Ce phénomène fréquent, violent et multiforme, a pourtant été reconnu tardivement par la législation française. En effet, l’infraction d’outrage sexiste (article 621-1 du Code Pénal) a été créée très récemment, en août 2018. Est alors qualifié d’« outrage sexiste » tout acte « imposant à une personne tout propos ou comportement à connotation sexuelle ou sexiste qui, soit porte atteinte à sa dignité en raison de son caractère dégradant ou humiliant, soit crée à son encontre une situation intimidante, hostile ou offensante ». Il est puni d’une amende allant de 90€ à 750€. Ce montant peut toutefois être compris entre 1500 et 3000 euros dans le cas de circonstances aggravantes2. Cette loi sur l’outrage sexiste vise donc à mieux prévenir mais aussi lutter contre le harcèlement, y compris celui qui s’exerce dans la rue. En même temps, elle reconnaît que celui-ci ne prend pas toujours (et même rarement) la forme d’une agression sexuelle.

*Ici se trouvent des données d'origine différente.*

//! Job-scoped temporary working directories.

use std::path::{Path, PathBuf};
use tracing::{debug, warn};

use crate::error::MediaResult;

/// Scratch directory owned by one job.
///
/// The directory name is derived from the output file name, so two jobs
/// writing different outputs never share intermediates. The directory is
/// removed by [`JobWorkspace::cleanup`], or on drop if cleanup was skipped.
/// A drop inside a Tokio runtime removes it on the blocking pool, so the
/// directory may outlive the drop briefly.
#[derive(Debug)]
pub struct JobWorkspace {
    path: PathBuf,
    cleaned: bool,
}

impl JobWorkspace {
    /// Create (or reuse) the scratch directory for `output` under `base_dir`.
    pub async fn create(base_dir: &Path, output: &Path, purpose: &str) -> MediaResult<Self> {
        let stem = output
            .file_stem()
            .map(|s| s.to_string_lossy().to_string())
            .unwrap_or_else(|| "job".to_string());
        let path = base_dir.join(format!("{}_{}", sanitize(&stem), purpose));
        tokio::fs::create_dir_all(&path).await?;
        debug!("Created job workspace {}", path.display());
        Ok(Self {
            path,
            cleaned: false,
        })
    }

    pub fn path(&self) -> &Path {
        &self.path
    }

    /// Path for a named intermediate artifact.
    pub fn file(&self, name: impl AsRef<Path>) -> PathBuf {
        self.path.join(name)
    }

    /// Create a subdirectory for a group of intermediates.
    pub async fn subdir(&self, name: &str) -> MediaResult<PathBuf> {
        let dir = self.path.join(name);
        tokio::fs::create_dir_all(&dir).await?;
        Ok(dir)
    }

    /// Remove every intermediate artifact.
    pub async fn cleanup(mut self) {
        self.cleaned = true;
        if let Err(e) = tokio::fs::remove_dir_all(&self.path).await {
            if e.kind() != std::io::ErrorKind::NotFound {
                warn!("Failed to remove workspace {}: {}", self.path.display(), e);
            }
        }
    }
}

impl Drop for JobWorkspace {
    fn drop(&mut self) {
        if self.cleaned {
            return;
        }
        let path = std::mem::take(&mut self.path);
        // Inside a runtime the removal goes to the blocking pool so a large
        // segment tree does not stall a worker thread.
        match tokio::runtime::Handle::try_current() {
            Ok(handle) => {
                handle.spawn_blocking(move || remove_dir_quietly(&path));
            }
            Err(_) => remove_dir_quietly(&path),
        }
    }
}

fn remove_dir_quietly(path: &Path) {
    match std::fs::remove_dir_all(path) {
        Ok(()) => debug!("Removed abandoned workspace {}", path.display()),
        Err(e) if e.kind() == std::io::ErrorKind::NotFound => {}
        Err(e) => warn!("Failed to remove workspace {}: {}", path.display(), e),
    }
}

fn sanitize(name: &str) -> String {
    name.chars()
        .map(|c| if c.is_ascii_alphanumeric() || c == '-' || c == '_' { c } else { '_' })
        .collect()
}

#[cfg(test)]
mod tests {
    use super::*;
    use tempfile::TempDir;

    #[tokio::test]
    async fn test_workspace_keyed_by_output_name() {
        let base = TempDir::new().unwrap();
        let a = JobWorkspace::create(base.path(), Path::new("/out/video one.mp4"), "broll")
            .await
            .unwrap();
        let b = JobWorkspace::create(base.path(), Path::new("/out/video-two.mp4"), "broll")
            .await
            .unwrap();

        assert_ne!(a.path(), b.path());
        assert!(a.path().ends_with("video_one_broll"));
        a.cleanup().await;
        b.cleanup().await;
    }

    #[tokio::test]
    async fn test_cleanup_removes_everything() {
        let base = TempDir::new().unwrap();
        let ws = JobWorkspace::create(base.path(), Path::new("final.mp4"), "captions")
            .await
            .unwrap();
        let seg_dir = ws.subdir("segments").await.unwrap();
        tokio::fs::write(seg_dir.join("seg_000.mp4"), b"x").await.unwrap();
        let root = ws.path().to_path_buf();

        ws.cleanup().await;
        assert!(!root.exists());
    }

    #[tokio::test]
    async fn test_drop_in_runtime_removes_directory() {
        let base = TempDir::new().unwrap();
        let root = {
            let ws = JobWorkspace::create(base.path(), Path::new("x.mp4"), "t")
                .await
                .unwrap();
            ws.path().to_path_buf()
        };

        for _ in 0..200 {
            if !root.exists() {
                break;
            }
            tokio::time::sleep(std::time::Duration::from_millis(10)).await;
        }
        assert!(!root.exists());
    }

    #[test]
    fn test_drop_outside_runtime_removes_directory() {
        let base = TempDir::new().unwrap();
        let ws = tokio::runtime::Runtime::new()
            .unwrap()
            .block_on(JobWorkspace::create(base.path(), Path::new("y.mp4"), "t"))
            .unwrap();
        let root = ws.path().to_path_buf();
        assert!(root.exists());

        drop(ws);
        assert!(!root.exists());
    }
}
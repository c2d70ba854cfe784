//! Word timestamps and caption segment definitions.

use schemars::JsonSchema;
use serde::{Deserialize, Serialize};
use std::fmt;
use std::str::FromStr;

use crate::render::ParseOptionError;

/// A single spoken word with its time span in seconds.
#[derive(Debug, Clone, PartialEq, Serialize, Deserialize, JsonSchema)]
pub struct Word {
    /// The word as displayed (whitespace stripped)
    #[serde(alias = "word")]
    pub text: String,
    /// Start time in seconds
    #[serde(alias = "start")]
    pub start_sec: f64,
    /// End time in seconds (>= start)
    #[serde(alias = "end")]
    pub end_sec: f64,
}

impl Word {
    pub fn new(text: impl Into<String>, start_sec: f64, end_sec: f64) -> Self {
        Self {
            text: text.into(),
            start_sec,
            end_sec,
        }
    }

    /// Duration of the word in seconds.
    pub fn duration(&self) -> f64 {
        (self.end_sec - self.start_sec).max(0.0)
    }
}

/// A display-ready, time-bounded unit of on-screen text.
#[derive(Debug, Clone, PartialEq, Serialize, Deserialize, JsonSchema)]
pub struct CaptionSegment {
    /// Joined display text
    pub display_text: String,
    /// Individual words in display order
    pub words: Vec<String>,
    /// Index of the highlighted word, -1 when nothing is highlighted
    pub highlight_index: i32,
    /// Segment start in seconds
    pub start_sec: f64,
    /// Segment end in seconds (exclusive)
    pub end_sec: f64,
}

impl CaptionSegment {
    /// Whether the segment is shown at `timestamp`.
    ///
    /// Start is inclusive and end is exclusive, so adjacent segments never
    /// both claim the same frame.
    pub fn is_active_at(&self, timestamp: f64) -> bool {
        self.start_sec <= timestamp && timestamp < self.end_sec
    }

    /// Highlighted word position, if any.
    pub fn highlight(&self) -> Option<usize> {
        usize::try_from(self.highlight_index)
            .ok()
            .filter(|&i| i < self.words.len())
    }

    pub fn duration(&self) -> f64 {
        self.end_sec - self.start_sec
    }
}

/// Caption presentation styles.
#[derive(Debug, Clone, Copy, PartialEq, Eq, Hash, Serialize, Deserialize, JsonSchema, Default)]
#[serde(rename_all = "kebab-case")]
pub enum CaptionStyle {
    /// Fixed-size word groups; one segment per word with the word highlighted
    #[default]
    #[serde(alias = "capcut")]
    GroupedHighlight,
    /// Larger static subtitle groups without highlight
    #[serde(alias = "minimal")]
    Subtitle,
    /// One segment per word
    #[serde(alias = "karaoke")]
    PerWord,
}

impl CaptionStyle {
    pub fn as_str(&self) -> &'static str {
        match self {
            CaptionStyle::GroupedHighlight => "grouped-highlight",
            CaptionStyle::Subtitle => "subtitle",
            CaptionStyle::PerWord => "per-word",
        }
    }

    /// Styles whose segments each carry a highlighted word.
    pub fn is_highlighted(&self) -> bool {
        matches!(self, CaptionStyle::GroupedHighlight | CaptionStyle::PerWord)
    }
}

impl fmt::Display for CaptionStyle {
    fn fmt(&self, f: &mut fmt::Formatter<'_>) -> fmt::Result {
        f.write_str(self.as_str())
    }
}

impl FromStr for CaptionStyle {
    type Err = ParseOptionError;

    fn from_str(s: &str) -> Result<Self, Self::Err> {
        match s.to_lowercase().replace('_', "-").as_str() {
            "grouped-highlight" | "capcut" => Ok(CaptionStyle::GroupedHighlight),
            "subtitle" | "minimal" => Ok(CaptionStyle::Subtitle),
            "per-word" | "karaoke" => Ok(CaptionStyle::PerWord),
            _ => Err(ParseOptionError::new("caption_style", s)),
        }
    }
}

/// Vertical anchor for burned-in captions.
#[derive(Debug, Clone, Copy, PartialEq, Eq, Hash, Serialize, Deserialize, JsonSchema, Default)]
#[serde(rename_all = "snake_case")]
pub enum CaptionPosition {
    Top,
    #[default]
    Center,
    Bottom,
}

impl CaptionPosition {
    /// Fraction of frame height where the caption block starts.
    ///
    /// Subtitle styling sits in the lower third unless explicitly placed at
    /// the top.
    pub fn y_fraction(&self, style: CaptionStyle) -> f32 {
        match (self, style) {
            (CaptionPosition::Top, _) => 0.20,
            (CaptionPosition::Bottom, _) => 0.80,
            (CaptionPosition::Center, CaptionStyle::Subtitle) => 0.80,
            (CaptionPosition::Center, _) => 0.65,
        }
    }

    pub fn as_str(&self) -> &'static str {
        match self {
            CaptionPosition::Top => "top",
            CaptionPosition::Center => "center",
            CaptionPosition::Bottom => "bottom",
        }
    }
}

impl fmt::Display for CaptionPosition {
    fn fmt(&self, f: &mut fmt::Formatter<'_>) -> fmt::Result {
        f.write_str(self.as_str())
    }
}

impl FromStr for CaptionPosition {
    type Err = ParseOptionError;

    fn from_str(s: &str) -> Result<Self, Self::Err> {
        match s.to_lowercase().as_str() {
            "top" => Ok(CaptionPosition::Top),
            "center" | "centre" => Ok(CaptionPosition::Center),
            "bottom" => Ok(CaptionPosition::Bottom),
            _ => Err(ParseOptionError::new("caption_position", s)),
        }
    }
}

C’est de cette réalité dont nous voulions parler avec les premières concernées. Nous sommes donc venues à leur rencontre le samedi 10 avril3 pour connaitre leur définition personnelle du harcèlement de rue, leurs expériences, mais aussi leurs propositions pour lutter contre cette violence.

Selon Anne*, 41 ans, le harcèlement de rue donne aux femmes « la sensation que leur place n’est pas dans la rue. On peut y circuler : on a le droit d’y faire une course, d’aller au travail, mais ce n’est pas un espace qu’on peut habiter ». Solène, 26 ans ajoute « c’est comme si tu n’avais pas le droit d’être là ». Pour Sylvie, 49 ans, la définition regroupe toutes les formes de « gênes » que les femmes peuvent ressentir dans la rue. Ce sont aussi toutes les situations dans lesquelles elles ne se « sentent pas à l’aise » (Carla, 26 ans), « non sécurisées » (Agathe, 26 ans). Jeanne, 77 ans, ajoute que ce sont souvent des « réflexions qui peuvent être désagréables pour nous », soulignant l’importance de la façon dont la victime perçoit ce type de comportements.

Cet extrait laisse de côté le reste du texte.